Why entrepreneurs need legal support from day one
Launching a startup is a thrilling endeavour – it’s the dream of building something from nothing, fueled by passion, grit, and ingenuity. But amidst the hustle of product development, pitching, and building a brand, many founders overlook one of the most critical elements to long-term success: legal infrastructure.
As a lawyer and a founder myself, I’ve seen how often startups fail not because of market conditions or competition, but because of preventable legal missteps. It’s not the sexy part of startup life, but getting your legal house in order early on is one of the most powerful ways to de-risk your business and set it up for growth.
Here are three of the most common legal mistakes I see new founders make – and how to avoid them.
1. Equity gone wrong: failing to plan for the breakup
There’s a powerful lesson I learned in law school: All partnerships eventually end. Whether it’s months or years down the road, not every founding team survives the ups and downs of startup life. The problem is, most founders don’t plan for this, and the fallout can be fatal to your cap table.

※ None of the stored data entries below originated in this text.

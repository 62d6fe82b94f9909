//! Constructing lambda values.

use std::sync::Arc;

use super::engine::Lambda;
use crate::errors::Result;
use crate::scope::Scope;
use crate::source::SourceSegment;
use crate::values::Value;

/// Builder for a lambda value.
///
/// # Example
///
/// ```ignore
/// let total = LambdaBuilder::new(&scope, "+")
///     .source(segment)
///     .inputs(vec![a.clone(), b.clone()])
///     .build(move |_| a.plus(&b));
/// ```
pub struct LambdaBuilder {
    scope: Scope,
    operation: String,
    source: SourceSegment,
    inputs: Vec<Value>,
    fixable: bool,
}

impl LambdaBuilder {
    pub fn new(scope: &Scope, operation: impl Into<String>) -> Self {
        Self {
            scope: scope.clone(),
            operation: operation.into(),
            source: scope.source().clone(),
            inputs: Vec::new(),
            fixable: true,
        }
    }

    /// The expression text this lambda was built from. Defaults to the
    /// scope's source.
    pub fn source(mut self, source: SourceSegment) -> Self {
        self.source = source;
        self
    }

    pub fn inputs(mut self, inputs: Vec<Value>) -> Self {
        self.inputs = inputs;
        self
    }

    pub fn input(mut self, input: Value) -> Self {
        self.inputs.push(input);
        self
    }

    /// Never cache: every force re-evaluates and `fix` returns the lambda
    /// itself.
    pub fn unfixable(mut self) -> Self {
        self.fixable = false;
        self
    }

    /// Create the lambda and subscribe it to every lambda among its inputs.
    pub fn build(
        self,
        compute: impl Fn(&Scope) -> Result<Value> + Send + Sync + 'static,
    ) -> Value {
        let lambda = Lambda::new(
            self.scope,
            self.source,
            self.operation,
            self.inputs,
            Arc::new(compute),
            self.fixable,
        );
        for input in lambda.inputs() {
            if let Some(source) = input.as_lambda() {
                source.add_dependent(&lambda);
            }
        }
        Value::from_lambda(lambda)
    }
}

/// Wrap `compute` as a reactive lambda over `inputs`.
///
/// Any of the inputs notifying invalidates the result and re-notifies the
/// returned value's own listeners.
pub fn wrap(
    scope: &Scope,
    inputs: Vec<Value>,
    operation: &str,
    compute: impl Fn(&Scope) -> Result<Value> + Send + Sync + 'static,
) -> Value {
    LambdaBuilder::new(scope, operation).inputs(inputs).build(compute)
}

/// Like [`wrap`], for a computation that must run on every access.
pub fn wrap_unfixable(
    scope: &Scope,
    inputs: Vec<Value>,
    operation: &str,
    compute: impl Fn(&Scope) -> Result<Value> + Send + Sync + 'static,
) -> Value {
    LambdaBuilder::new(scope, operation)
        .inputs(inputs)
        .unfixable()
        .build(compute)
}

/// A reference to the variable `name`, resolved when forced and notified
/// whenever the variable is assigned.
pub fn variable(scope: &Scope, name: &str) -> Result<Value> {
    let key = name.to_string();
    let value = LambdaBuilder::new(scope, "variable").build(move |scope| scope.get(&key, true));
    scope.listen(name, &value)?;
    Ok(value)
}
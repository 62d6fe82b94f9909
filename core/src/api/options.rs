//! Configuration options for the Dollar runtime.

use core::sync::atomic::{AtomicBool, AtomicUsize, Ordering};
use std::time::Duration;

/// Configuration options for a [`Runtime`](super::Runtime).
///
/// These are the initial values; the live flags sit in [`Configuration`]
/// and may be toggled while the runtime is in use.
///
/// # Example
///
/// ```
/// use dollar_core::api::RuntimeOptions;
///
/// let options = RuntimeOptions {
///     fail_fast: true,
///     max_depth: 200,
///     ..Default::default()
/// };
/// ```
#[derive(Debug, Clone)]
pub struct RuntimeOptions {
    /// Surface unhandled errors at the root scope as `Err` instead of
    /// converting them into error values.
    ///
    /// Default: false
    pub fail_fast: bool,

    /// Maximum nesting of lambda evaluation and notification on one thread.
    ///
    /// Default: 1000
    pub max_depth: usize,

    /// Log scope operations (declare, set, sub-scope creation).
    ///
    /// Default: false
    pub debug_scope: bool,

    /// Log listener registration and notification.
    ///
    /// Default: false
    pub debug_events: bool,

    /// Minimum collection size before a parallel fix uses the thread pool.
    ///
    /// Default: 2
    pub parallel_threshold: usize,

    /// Learned type predictions older than this are dropped on load.
    ///
    /// Set to `None` to keep them forever.
    ///
    /// Default: 7 days
    pub prediction_expiry: Option<Duration>,
}

impl Default for RuntimeOptions {
    fn default() -> Self {
        Self {
            fail_fast: false,
            max_depth: 1000,
            debug_scope: false,
            debug_events: false,
            parallel_threshold: 2,
            prediction_expiry: Some(Duration::from_secs(7 * 24 * 60 * 60)),
        }
    }
}

/// Live runtime flags, shared by every scope of a runtime.
#[derive(Debug)]
pub struct Configuration {
    fail_fast: AtomicBool,
    debug_scope: AtomicBool,
    debug_events: AtomicBool,
    max_depth: AtomicUsize,
    parallel_threshold: AtomicUsize,
    prediction_expiry: Option<Duration>,
}

impl Configuration {
    pub fn new(options: &RuntimeOptions) -> Self {
        Self {
            fail_fast: AtomicBool::new(options.fail_fast),
            debug_scope: AtomicBool::new(options.debug_scope),
            debug_events: AtomicBool::new(options.debug_events),
            max_depth: AtomicUsize::new(options.max_depth),
            parallel_threshold: AtomicUsize::new(options.parallel_threshold),
            prediction_expiry: options.prediction_expiry,
        }
    }

    pub fn fail_fast(&self) -> bool {
        self.fail_fast.load(Ordering::Relaxed)
    }

    pub fn set_fail_fast(&self, value: bool) {
        self.fail_fast.store(value, Ordering::Relaxed);
    }

    pub fn debug_scope(&self) -> bool {
        self.debug_scope.load(Ordering::Relaxed)
    }

    pub fn set_debug_scope(&self, value: bool) {
        self.debug_scope.store(value, Ordering::Relaxed);
    }

    pub fn debug_events(&self) -> bool {
        self.debug_events.load(Ordering::Relaxed)
    }

    pub fn set_debug_events(&self, value: bool) {
        self.debug_events.store(value, Ordering::Relaxed);
    }

    pub fn max_depth(&self) -> usize {
        self.max_depth.load(Ordering::Relaxed)
    }

    pub fn set_max_depth(&self, value: usize) {
        self.max_depth.store(value, Ordering::Relaxed);
    }

    pub fn parallel_threshold(&self) -> usize {
        self.parallel_threshold.load(Ordering::Relaxed)
    }

    pub fn set_parallel_threshold(&self, value: usize) {
        self.parallel_threshold.store(value, Ordering::Relaxed);
    }

    pub fn prediction_expiry(&self) -> Option<Duration> {
        self.prediction_expiry
    }
}

impl Default for Configuration {
    fn default() -> Self {
        Self::new(&RuntimeOptions::default())
    }
}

Let’s say you started your company with two other co-founders. A year later, one walks away but still owns 20% of the company. That’s a major red flag for investors. You now have what we call a “hairy cap table” – equity tied up with someone no longer contributing, making your business unattractive to potential backers.

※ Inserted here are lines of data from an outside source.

//! The Dollar runtime.

use core::fmt;
use std::sync::Arc;
use std::time::Duration;

use tracing::{debug, warn};

use super::error::{ErrorSink, LogSink, Report};
use super::options::{Configuration, RuntimeOptions};
use crate::errors::{Error, Result};
use crate::prediction::TypeLearner;
use crate::scope::{Declaration, Scope};
use crate::source::SourceSegment;
use crate::store::{MemoryStore, Store};
use crate::values::Value;
use crate::values::uri::{QueueUriHandler, UriHandler, UriRegistry};

/// The Dollar runtime.
///
/// The runtime owns everything scopes share:
/// - Live configuration flags ([`Configuration`])
/// - The type learner used for prediction
/// - Host services: error sink, key/value store, URI handlers
/// - Globals declared into every root scope
///
/// Cloning a runtime is cheap and yields a handle to the same state.
///
/// # Example
///
/// ```
/// use dollar_core::api::{Runtime, RuntimeOptions};
/// use dollar_core::Value;
///
/// let runtime = Runtime::new(RuntimeOptions::default(), |services| {
///     services.register("answer", Value::from(42));
/// });
///
/// let scope = runtime.root_scope("answer");
/// assert_eq!(scope.get("answer", true).unwrap(), Value::from(42));
/// ```
#[derive(Clone)]
pub struct Runtime {
    inner: Arc<RuntimeInner>,
}

struct RuntimeInner {
    config: Configuration,
    learner: TypeLearner,
    sink: Arc<dyn ErrorSink>,
    store: Arc<dyn Store>,
    uris: UriRegistry,
    globals: Vec<(String, Value)>,
}

impl Runtime {
    /// Create a new runtime.
    ///
    /// The initialization closure receives a [`ServicesBuilder`] for
    /// replacing the default host services and registering globals.
    ///
    /// # Example
    ///
    /// ```ignore
    /// let runtime = Runtime::new(options, |services| {
    ///     services.sink(Arc::new(CollectingSink::new()));
    ///     services.register("pi", Value::from(3.14159));
    /// });
    /// ```
    pub fn new(options: RuntimeOptions, init: impl FnOnce(&mut ServicesBuilder)) -> Self {
        let mut services = ServicesBuilder::new();
        init(&mut services);

        let config = Configuration::new(&options);
        let learner = TypeLearner::new(config.prediction_expiry());
        let ServicesBuilder {
            sink,
            store,
            uris,
            globals,
        } = services;

        Self {
            inner: Arc::new(RuntimeInner {
                config,
                learner,
                sink,
                store,
                uris,
                globals,
            }),
        }
    }

    pub fn config(&self) -> &Configuration {
        &self.inner.config
    }

    pub fn learner(&self) -> &TypeLearner {
        &self.inner.learner
    }

    pub fn sink(&self) -> &dyn ErrorSink {
        self.inner.sink.as_ref()
    }

    pub fn store(&self) -> &dyn Store {
        self.inner.store.as_ref()
    }

    pub fn uris(&self) -> &UriRegistry {
        &self.inner.uris
    }

    /// Create a root scope for the script `source`, with globals declared.
    pub fn root_scope(&self, source: &str) -> Scope {
        self.root_scope_at(SourceSegment::whole(source))
    }

    /// Like [`root_scope`](Self::root_scope), for a script loaded from `file`.
    pub fn root_scope_for_file(&self, source: &str, file: &str) -> Scope {
        self.root_scope_at(SourceSegment::whole(source).with_file(file))
    }

    fn root_scope_at(&self, source: SourceSegment) -> Scope {
        let scope = Scope::root(self.clone(), source);
        for (name, value) in &self.inner.globals {
            if let Err(err) = scope.declare(name, value.clone(), Declaration::new().readonly()) {
                warn!(name = name.as_str(), "failed to declare global: {}", err);
            }
        }
        scope
    }

    /// Resolve `text` through the registered URI handlers.
    pub fn uri(&self, text: &str) -> Result<Value> {
        Ok(Value::from(self.inner.uris.resolve(text)?))
    }

    /// Read `key` from the store. Missing keys read as void.
    pub fn load(&self, key: &str) -> Result<Value> {
        self.inner.store.get(key)
    }

    /// Fully resolve `value` and write it to the store.
    pub fn save(&self, key: &str, value: &Value, ttl: Option<Duration>) -> Result<Value> {
        let fixed = value.fix_deep(false)?;
        self.inner.store.set(key, fixed.clone(), ttl)?;
        Ok(fixed)
    }

    /// Hand an unhandled error to the sink.
    pub(crate) fn report(&self, error: &Error) {
        debug!(kind = error.kind().name(), "reporting unhandled error");
        self.inner.sink.report(&Report::from(error));
    }
}

impl Default for Runtime {
    fn default() -> Self {
        Self::new(RuntimeOptions::default(), |_| {})
    }
}

impl fmt::Debug for Runtime {
    fn fmt(&self, f: &mut fmt::Formatter<'_>) -> fmt::Result {
        f.debug_struct("Runtime")
            .field("config", &self.inner.config)
            .field("globals", &self.inner.globals.len())
            .finish_non_exhaustive()
    }
}

/// Builder for the host services of a [`Runtime`].
///
/// Defaults: a [`LogSink`], an in-memory store, and a `queue:` URI scheme.
pub struct ServicesBuilder {
    sink: Arc<dyn ErrorSink>,
    store: Arc<dyn Store>,
    uris: UriRegistry,
    globals: Vec<(String, Value)>,
}

impl ServicesBuilder {
    fn new() -> Self {
        let uris = UriRegistry::new();
        uris.register("queue", Arc::new(QueueUriHandler::new()));
        Self {
            sink: Arc::new(LogSink),
            store: Arc::new(MemoryStore::new()),
            uris,
            globals: Vec::new(),
        }
    }

    pub fn sink(&mut self, sink: Arc<dyn ErrorSink>) -> &mut Self {
        self.sink = sink;
        self
    }

    pub fn store(&mut self, store: Arc<dyn Store>) -> &mut Self {
        self.store = store;
        self
    }

    pub fn uri_handler(&mut self, scheme: &str, handler: Arc<dyn UriHandler>) -> &mut Self {
        self.uris.register(scheme, handler);
        self
    }

    /// Register a global, declared readonly in every root scope.
    ///
    /// Globals should be plain values; a lambda here would keep its scope
    /// alive for as long as the runtime.
    pub fn register(&mut self, name: &str, value: Value) -> &mut Self {
        self.globals.push((name.to_string(), value));
        self
    }
}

The solution? Work with a lawyer early to structure founder equity with vesting and clawback provisions. Equity is gold, and it should be earned, not gifted. Agreements should also clearly outline what happens if there’s a disagreement or someone exits early. How do decisions get made? What happens in a stalemate? These are uncomfortable conversations, but having them upfront (with legal guidance) can prevent existential threats later.
2. IP ownership oversights: you might not own what you think you own
Your startup’s most valuable asset isn’t your code, brand, or pitch deck – it’s your ideas. And if you’re not careful, you might not legally own them.

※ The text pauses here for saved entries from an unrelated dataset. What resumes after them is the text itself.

use super::{Data, Value};
use crate::errors::{Error, ErrorKind};
use crate::types::Type;
use pretty_assertions::assert_eq;

fn int(i: i64) -> Value {
    Value::integer(i)
}

#[test]
fn test_type_tags() {
    assert_eq!(Value::void().ty(), Type::Void);
    assert_eq!(Value::null().ty(), Type::Null);
    assert_eq!(int(1).ty(), Type::Integer);
    assert_eq!(Value::from(1.5).ty(), Type::Decimal);
    assert_eq!(Value::from("x").ty(), Type::String);
    assert_eq!(Value::list(vec![]).ty(), Type::List);
    assert_eq!(Value::range(int(1), int(2)).ty(), Type::Range);
    assert_eq!(Value::queue().ty(), Type::Queue);
    assert_eq!(Value::failure(Error::exception("boom")).ty(), Type::Error);
}

#[test]
fn test_numbers_compare_across_types() {
    assert_eq!(int(2), Value::decimal(2.0));
    assert_eq!(int(1), Value::from("1"));
    assert_ne!(int(1), int(2));
}

#[test]
fn test_void_and_null_equality() {
    assert_eq!(Value::void(), Value::void());
    assert_ne!(Value::void(), Value::null());
    assert_eq!(Value::null(), Value::null());
    assert_ne!(Value::typed_null(Type::Integer), Value::null());
    assert_ne!(Value::void(), int(0));
    assert_ne!(Value::null(), Value::from("null"));
    assert_ne!(Value::from("null"), Value::null());
    assert_ne!(Value::void(), Value::from(""));
    assert_ne!(Value::from(""), Value::void());
}

#[test]
fn test_out_of_range_date_cast_fails() {
    let err = Value::from("9999999999999-01-01").cast(Type::Date).unwrap_err();
    assert_eq!(err.kind(), ErrorKind::InvalidCast);
}

#[test]
fn test_map_equality_ignores_order() {
    let a = Value::map_from([("x", int(1)), ("y", int(2))]);
    let b = Value::map_from([("y", int(2)), ("x", int(1))]);
    assert_eq!(a, b);
    assert_ne!(a, Value::map_from([("x", int(1))]));
}

#[test]
fn test_ordering() {
    assert!(Value::void() < Value::null());
    assert!(Value::null() < int(-100));
    assert!(int(2) < Value::decimal(2.5));
    assert!(Value::from("10") > Value::from("9"));
    assert!(Value::list(vec![int(1), int(2)]) < Value::list(vec![int(1), int(3)]));
}

#[test]
fn test_truthiness() {
    assert!(int(1).is_true());
    assert!(int(0).is_false());
    assert!(Value::from("").is_false());
    assert!(Value::void().is_false());
    assert!(Value::list(vec![int(0)]).is_true());

    let failed = Value::failure(Error::exception("boom"));
    assert!(failed.is_neither_true_nor_false());
    assert!(!failed.is_true());
    assert!(!failed.is_false());
}

#[test]
fn test_errors_ride_along() {
    let err = Error::new(ErrorKind::Timeout, "slow");
    let value = int(1).with_error(err.clone());
    assert!(value.has_errors());
    assert_eq!(value.errors(), &[err.clone()]);
    // Operations carry operand errors into their result.
    let sum = value.plus(&int(2)).unwrap();
    assert_eq!(sum, int(3));
    assert_eq!(sum.errors(), &[err.clone()]);

    let mut seen = Vec::new();
    let cleared = sum.on_errors(|e| seen.push(e.kind()));
    assert_eq!(seen, vec![ErrorKind::Timeout]);
    assert!(!cleared.has_errors());
    assert_eq!(value.into_result().unwrap_err(), err);
}

#[test]
fn test_null_and_error_absorb() {
    let failed = Value::failure(Error::exception("boom"));
    assert!(int(1).plus(&failed).unwrap().is_error());
    assert!(Value::null().multiply(&int(3)).unwrap().is_null());
}

#[test]
fn test_constraint_fingerprint_is_sticky() {
    let value = int(5).constrain("it > 0").unwrap();
    assert!(value.constraint_fingerprint().is_some());
    assert!(value.constrain("it > 0").is_ok());
    let err = value.constrain("it < 0").unwrap_err();
    assert_eq!(err.kind(), ErrorKind::ConstraintViolation);
    assert_eq!(value.type_label().to_string(), format!("Integer:{}", value.meta("constraint").unwrap()));
}

#[test]
fn test_meta_once() {
    let value = int(1).with_meta_once("unit", "kg").unwrap();
    assert_eq!(value.meta("unit").as_deref(), Some("kg"));
    assert!(value.with_meta_once("unit", "kg").is_ok());
    assert!(value.with_meta_once("unit", "lb").is_err());
}

#[test]
fn test_json_round_trip_preserves_types() {
    let original = Value::map_from([
        ("n", int(1)),
        ("d", Value::decimal(2.5)),
        ("s", Value::from("text")),
        ("v", Value::void()),
        ("r", Value::range(int(1), int(3))),
        ("when", Value::date(0)),
        ("inf", Value::infinity(false)),
        ("seq", Value::sequence(vec![int(1)])),
        ("err", Value::failure(Error::new(ErrorKind::Timeout, "slow"))),
    ]);
    let text = original.to_json_string().unwrap();
    let decoded = Value::from_json_str(&text).unwrap();
    assert_eq!(decoded, original);
    assert!(decoded.get(&Value::from("seq")).unwrap().is(Type::Sequence));
    assert!(decoded.get(&Value::from("when")).unwrap().is(Type::Date));
}

#[test]
fn test_json_native_forms() {
    let value = Value::list(vec![int(1), Value::from(true), Value::null()]);
    assert_eq!(value.to_json_string().unwrap(), "[1,true,null]");
    let err = Value::from_json_str(r#"{"$type": "Nope"}"#).unwrap_err();
    assert_eq!(err.kind(), ErrorKind::InvalidCast);
}

#[test]
fn test_data_accessors() {
    assert_eq!(int(4).as_integer(), Some(4));
    assert_eq!(Value::from("a").as_str(), Some("a"));
    assert!(matches!(Value::queue().data(), Data::Queue(_)));
    assert_eq!(Value::from("12").to_integer().unwrap(), 12);
    assert!(Value::list(vec![]).to_integer().is_err());
}

#[test]
fn test_operators_leave_operands_untouched() {
    let list = Value::list(vec![int(1), int(2)]);
    let map = Value::map_from([("a", int(1))]);
    let before = (list.to_dollar_script().unwrap(), map.to_dollar_script().unwrap());

    list.plus(&int(3)).unwrap();
    list.negate().unwrap();
    list.minus(&int(1)).unwrap();
    map.with("b", int(2)).unwrap();

    assert_eq!(
        (list.to_dollar_script().unwrap(), map.to_dollar_script().unwrap()),
        before
    );
}

#[test]
fn test_copied_queue_is_independent() {
    let queue = Value::queue();
    queue.push(&int(1)).unwrap();
    let copy = queue.copy().unwrap();

    copy.push(&int(2)).unwrap();
    assert_eq!(queue.size().unwrap(), 1);
    assert_eq!(copy.size().unwrap(), 2);

    let shared = queue.clone();
    shared.push(&int(3)).unwrap();
    assert_eq!(queue.size().unwrap(), 2);
}

#[test]
fn test_copy_recurses_and_keeps_errors_and_meta() {
    let inner = Value::queue();
    inner.push(&int(1)).unwrap();
    let doc = Value::map_from([("q", Value::list(vec![inner.clone()]))])
        .with_meta("origin", "test")
        .with_error(Error::exception("kept"));

    let copy = doc.copy().unwrap();
    assert_eq!(copy.meta("origin").as_deref(), Some("test"));
    assert!(copy.has_errors());

    let nested = copy
        .get(&Value::from("q"))
        .unwrap()
        .get(&int(0))
        .unwrap();
    nested.push(&int(2)).unwrap();
    assert_eq!(inner.size().unwrap(), 1);
    assert_eq!(nested.size().unwrap(), 2);
}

In the U.S., the default rule is this: the creator of a work is the legal owner unless there’s a written agreement that says otherwise. That means if a co-founder, contractor, employee, or even an advisor contributes to your product or brand and there’s no signed contract, they may have legal rights to such contributions.
I’ve seen companies blindsided by IP claims from early collaborators who weren’t properly contracted. These claims can derail fundraising, acquisitions, or even force you to shut down. Due diligence from investors will expose gaps in ownership, and without clean IP assignments, your ship could sink before it leaves the harbor.
The fix? Make sure every person contributing to your startup signs an agreement that assigns all rights to the company, not just co-founders, but also advisors, freelancers, and anyone else giving input and working on your company’s products or services. Don’t assume ownership. Document it clearly without any ambiguity.
3. The wrong business structure: “I just made an LLC” isn’t a strategy
Many first-time founders pick a business entity like they’d pick a gym membership – based on convenience, not long-term fit. One of the most common mistakes? Forming an LLC in your home state (say, Texas), only to realise later that no investor wants to touch it.
Here’s the hard truth: if you plan to raise venture capital, hire employees, and build a scalable business, you should almost certainly be a Delaware C-Corporation. That’s the standard for well-known angel and institutional investors. Converting from an LLC later isn’t impossible, but it’s costly, time-consuming, and introduces friction at a time when you want to be moving fast.
Choosing the right entity from the outset depends on your goals. LLCs are great for lifestyle businesses. But if you’re building for scale, don’t guess – ask. A good startup attorney can quickly align your structure with your business plan, saving you major headaches down the road.
Legal doesn’t have to be intimidating or inaccessible. Too often, founders treat legal like a trip to the doctor – painful, expensive, and only necessary when something’s gone wrong. But what if we flipped the script? What if legal were more like a regular health check-up or preventative care – a little attention now to prevent big problems later?
Some risks in startup life are out of your control – market conditions, customer preferences, and timing. But the legal ones? They’re squarely in your hands. And often, it doesn’t take much to get it right.
So ask yourself – how much is peace of mind worth to you?
Your future investors – and your future self – will thank you.